## Problem details
Hunt through the entries for the word "what" and copy each line in which it appears.

## Data shown
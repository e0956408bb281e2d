//! Composite plan scoring against a population reference.
//!
//! A plan's score is the weight-normalized mean of its per-constraint
//! percentiles. Scores are derived values: they depend on the reference
//! they were computed against and are never stored on the plan itself.

use std::collections::BTreeMap;

use serde::{Deserialize, Serialize};

use crate::constraint_key::ConstraintKeyId;
use crate::plan::{Plan, PlanId};
use crate::population_reference::ScoringReference;

/// Outcome of scoring one plan against one reference.
#[derive(Debug, Clone, PartialEq, Serialize, Deserialize)]
pub struct PlanScore {
    pub plan_id: PlanId,
    pub protocol_name: String,
    /// Weighted mean percentile in [0, 1]; `None` when no key contributed.
    pub composite: Option<f64>,
    /// Percentile per contributing key; callers derive coverage from this.
    pub percentiles: BTreeMap<ConstraintKeyId, f64>,
    /// Keys the plan carries observations for.
    pub matched_constraints: usize,
    /// Keys that actually contributed to the composite.
    pub scored_constraints: usize,
}

/// Scores `plan` against `reference`.
///
/// Keys present on only one side, keys without a direction, and keys
/// without a weight are skipped; partial coverage is expected, not an
/// error. Zero contributing keys yields a `None` composite.
pub fn score_plan<R>(plan: &Plan, reference: &R) -> PlanScore
where
    R: ScoringReference + ?Sized,
{
    let mut percentiles = BTreeMap::new();
    let mut total_weight = 0.0;
    let mut total_score = 0.0;

    for (key_id, achieved) in plan.observation_map() {
        let Some(percentile) = reference.percentile(key_id, *achieved) else {
            continue;
        };
        let Some(weight) = reference.weight(key_id) else {
            continue;
        };
        percentiles.insert(key_id.clone(), percentile);
        total_score += weight * percentile;
        total_weight += weight;
    }

    let scored_constraints = percentiles.len();
    let composite = if total_weight > 0.0 {
        Some(total_score / total_weight)
    } else {
        None
    };

    PlanScore {
        plan_id: plan.plan_id.clone(),
        protocol_name: plan.protocol_name.clone(),
        composite,
        percentiles,
        matched_constraints: plan.matched_constraints(),
        scored_constraints,
    }
}
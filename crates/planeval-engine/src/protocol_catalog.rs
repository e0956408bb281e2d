//! Compiled protocol constraint sets.
//!
//! A protocol arrives as an ordered list of raw constraint records, from
//! either a canonical-standard source or a template source. Compilation
//! canonicalizes each record into a [`ConstraintKey`], keeps the first
//! occurrence per key, and derives the per-key scoring direction and weight.
//! The declared structure list (in declaration order) is what evaluation
//! results are fuzzy-matched against.

use std::collections::BTreeMap;

use serde::{Deserialize, Serialize};

use crate::constraint_key::{
    normalize_text, parse_numeric, parse_priority, ConstraintBound, ConstraintKey,
    ConstraintKeyId, Direction, ResolveError, StructureAliasTable,
};
use crate::structure_match::best_token_match;

/// One raw constraint record from a protocol definition. All fields are
/// optional at this boundary; compilation decides what is usable.
#[derive(Debug, Clone, Default, PartialEq, Serialize, Deserialize)]
pub struct RawConstraint {
    pub structure: Option<String>,
    /// `metric.display` of the source record, when present.
    pub metric_display: Option<String>,
    /// Fallback display text used when `metric_display` is absent.
    pub objective: Option<String>,
    pub goal_operator: Option<String>,
    pub goal_value: Option<serde_json::Value>,
    pub variation_operator: Option<String>,
    pub variation_value: Option<serde_json::Value>,
    pub priority: Option<serde_json::Value>,
}

/// Metric display selection: `metric.display` if non-empty, else the
/// objective text. Both absent is a resolution failure.
pub fn resolve_metric_display(
    metric_display: Option<&str>,
    objective: Option<&str>,
    structure: &str,
) -> Result<String, ResolveError> {
    metric_display
        .and_then(normalize_text)
        .or_else(|| objective.and_then(normalize_text))
        .ok_or_else(|| ResolveError::MissingMetricDisplay {
            structure: structure.to_string(),
        })
}

// ---------------------------------------------------------------------------
// Priority weighting
// ---------------------------------------------------------------------------

/// Maps constraint priority to its weight in the composite score.
#[derive(Debug, Clone, PartialEq, Serialize, Deserialize)]
#[serde(rename_all = "snake_case")]
pub enum WeightPolicy {
    /// Priority 1 weighs 2.0; priority 2 weighs 1.0; everything else,
    /// including records without a priority, weighs 1.0.
    PriorityTiered,
    /// Explicit per-priority table; priorities not listed (and records
    /// without a priority) weigh 1.0.
    Custom(BTreeMap<u32, f64>),
}

impl Default for WeightPolicy {
    fn default() -> Self {
        Self::PriorityTiered
    }
}

impl WeightPolicy {
    pub fn weight_for(&self, priority: Option<u32>) -> f64 {
        match self {
            Self::PriorityTiered => match priority {
                Some(1) => 2.0,
                _ => 1.0,
            },
            Self::Custom(table) => priority
                .and_then(|p| table.get(&p).copied())
                .unwrap_or(1.0),
        }
    }
}

// ---------------------------------------------------------------------------
// ProtocolCatalog
// ---------------------------------------------------------------------------

/// Compiled constraint set of one protocol.
#[derive(Debug, Clone, PartialEq, Serialize, Deserialize)]
pub struct ProtocolCatalog {
    pub protocol_name: String,
    /// Canonical key metadata, first declaration wins.
    lookup: BTreeMap<ConstraintKeyId, ConstraintKey>,
    /// Declared structure names in declaration order (deduplicated).
    declared_structures: Vec<String>,
    /// Normalized structure name -> declared spelling.
    structure_map: BTreeMap<String, String>,
    directions: BTreeMap<ConstraintKeyId, Direction>,
    weights: BTreeMap<ConstraintKeyId, f64>,
    /// Records dropped during compilation, with the reason.
    dropped: Vec<ResolveError>,
}

impl ProtocolCatalog {
    pub fn compile(
        protocol_name: &str,
        records: &[RawConstraint],
        weight_policy: &WeightPolicy,
    ) -> Self {
        let mut lookup = BTreeMap::new();
        let mut declared_structures: Vec<String> = Vec::new();
        let mut structure_map = BTreeMap::new();
        let mut directions = BTreeMap::new();
        let mut weights = BTreeMap::new();
        let mut dropped = Vec::new();

        for record in records {
            let raw_structure = record.structure.as_deref().unwrap_or("");
            let Some(structure_norm) = normalize_text(raw_structure) else {
                dropped.push(ResolveError::UnresolvableStructure {
                    raw: raw_structure.to_string(),
                });
                continue;
            };
            let metric_display = match resolve_metric_display(
                record.metric_display.as_deref(),
                record.objective.as_deref(),
                raw_structure,
            ) {
                Ok(display) => display,
                Err(err) => {
                    dropped.push(err);
                    continue;
                }
            };

            if !structure_map.contains_key(&structure_norm) {
                declared_structures.push(raw_structure.trim().to_string());
                structure_map.insert(structure_norm.clone(), raw_structure.trim().to_string());
            }

            let key = ConstraintKey {
                structure: structure_norm,
                metric_display,
                goal: ConstraintBound::new(
                    record.goal_operator.as_deref(),
                    parse_numeric(record.goal_value.as_ref()),
                ),
                variation: ConstraintBound::new(
                    record.variation_operator.as_deref(),
                    parse_numeric(record.variation_value.as_ref()),
                ),
                priority: parse_priority(record.priority.as_ref()),
            };
            let key_id = key.id();
            if lookup.contains_key(&key_id) {
                continue;
            }
            if let Some(direction) = key.direction() {
                directions.insert(key_id.clone(), direction);
            }
            weights.insert(key_id.clone(), weight_policy.weight_for(key.priority));
            lookup.insert(key_id, key);
        }

        Self {
            protocol_name: protocol_name.to_string(),
            lookup,
            declared_structures,
            structure_map,
            directions,
            weights,
            dropped,
        }
    }

    /// Canonicalizes a raw structure name: alias table, then the protocol's
    /// declared names, then token-overlap matching in declaration order.
    pub fn resolve_structure(
        &self,
        raw: &str,
        aliases: &StructureAliasTable,
        min_overlap: f64,
    ) -> Result<String, ResolveError> {
        let unresolvable = || ResolveError::UnresolvableStructure {
            raw: raw.to_string(),
        };
        let normalized = normalize_text(raw).ok_or_else(unresolvable)?;
        if let Some(canonical) = aliases.canonical_for(&normalized) {
            return Ok(canonical.to_string());
        }
        if let Some(declared) = self.structure_map.get(&normalized) {
            return Ok(declared.clone());
        }
        best_token_match(
            raw,
            self.declared_structures.iter().map(String::as_str),
            min_overlap,
        )
        .map(|m| m.canonical)
        .ok_or_else(unresolvable)
    }

    pub fn contains(&self, key_id: &ConstraintKeyId) -> bool {
        self.lookup.contains_key(key_id)
    }

    pub fn constraint_meta(&self) -> &BTreeMap<ConstraintKeyId, ConstraintKey> {
        &self.lookup
    }

    pub fn directions(&self) -> &BTreeMap<ConstraintKeyId, Direction> {
        &self.directions
    }

    pub fn weights(&self) -> &BTreeMap<ConstraintKeyId, f64> {
        &self.weights
    }

    pub fn dropped(&self) -> &[ResolveError] {
        &self.dropped
    }

    /// Total declared (deduplicated) constraint count.
    pub fn len(&self) -> usize {
        self.lookup.len()
    }

    pub fn is_empty(&self) -> bool {
        self.lookup.is_empty()
    }
}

## Response below
//! The declared structure list (in declaration order) is what evaluation
/// optional at this boundary; compilation decides what is usable.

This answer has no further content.